Which lines in the records below contain the word "total"? Return each of them.
** INPUT MATERIAL follows **
//! Blog post handlers.

use axum::{
    Json,
    extract::{Path, Query, State},
};
use serde_json::{Value, json};
use tracing::instrument;

use jademart_core::PostId;

use crate::db::ContentRepository;
use crate::error::{AdminError, Result};
use crate::middleware::{RequireAdmin, RequireWriteAccess};
use crate::models::content::BlogPostInput;
use crate::state::AppState;

use super::Pagination;
use super::catalog::validate_slug;

fn validate_post_input(input: &BlogPostInput) -> Result<()> {
    validate_slug(&input.slug)?;
    if input.title.is_empty() {
        return Err(AdminError::BadRequest(
            "title is required in at least one language".to_string(),
        ));
    }
    if input.body_markdown.trim().is_empty() {
        return Err(AdminError::BadRequest("post body is required".to_string()));
    }
    Ok(())
}

/// GET /blog/posts
#[instrument(skip(state, pagination))]
pub async fn list(
    State(state): State<AppState>,
    RequireAdmin(_): RequireAdmin,
    Query(pagination): Query<Pagination>,
) -> Result<Json<Value>> {
    let (limit, offset, page, per_page) = pagination.resolve();

    let repo = ContentRepository::new(state.shop_pool());
    let (posts, total) = repo.list_posts(limit, offset).await?;

    Ok(Json(json!({
        "posts": posts,
        "page": page,
        "per_page": per_page,
        "total": total,
    })))
}

/// POST /blog/posts
#[instrument(skip(state, input))]
pub async fn create(
    State(state): State<AppState>,
    RequireWriteAccess(_): RequireWriteAccess,
    Json(input): Json<BlogPostInput>,
) -> Result<Json<Value>> {
    validate_post_input(&input)?;

    let repo = ContentRepository::new(state.shop_pool());
    let post = repo.create_post(&input).await?;

    tracing::info!(slug = %post.slug, "blog post created");

    Ok(Json(json!({ "post": post })))
}

/// GET /blog/posts/{id}
#[instrument(skip(state))]
pub async fn get(
    State(state): State<AppState>,
    RequireAdmin(_): RequireAdmin,
    Path(id): Path<i32>,
) -> Result<Json<Value>> {
    let repo = ContentRepository::new(state.shop_pool());
    let post = repo
        .get_post(PostId::new(id))
        .await?
        .ok_or_else(|| AdminError::NotFound(format!("post {id}")))?;

    Ok(Json(json!({ "post": post })))
}

/// PUT /blog/posts/{id}
#[instrument(skip(state, input))]
pub async fn update(
    State(state): State<AppState>,
    RequireWriteAccess(_): RequireWriteAccess,
    Path(id): Path<i32>,
    Json(input): Json<BlogPostInput>,
) -> Result<Json<Value>> {
    validate_post_input(&input)?;

    let repo = ContentRepository::new(state.shop_pool());
    let post = repo.update_post(PostId::new(id), &input).await?;

    Ok(Json(json!({ "post": post })))
}

/// DELETE /blog/posts/{id}
#[instrument(skip(state))]
pub async fn remove(
    State(state): State<AppState>,
    RequireWriteAccess(_): RequireWriteAccess,
    Path(id): Path<i32>,
) -> Result<Json<Value>> {
    let repo = ContentRepository::new(state.shop_pool());
    repo.soft_delete_post(PostId::new(id)).await?;

    Ok(Json(json!({ "ok": true })))
}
** End of INPUT MATERIAL **
▶ _TASK RESPONSE_
    let (posts, total) = repo.list_posts(limit, offset).await?;
        "total": total,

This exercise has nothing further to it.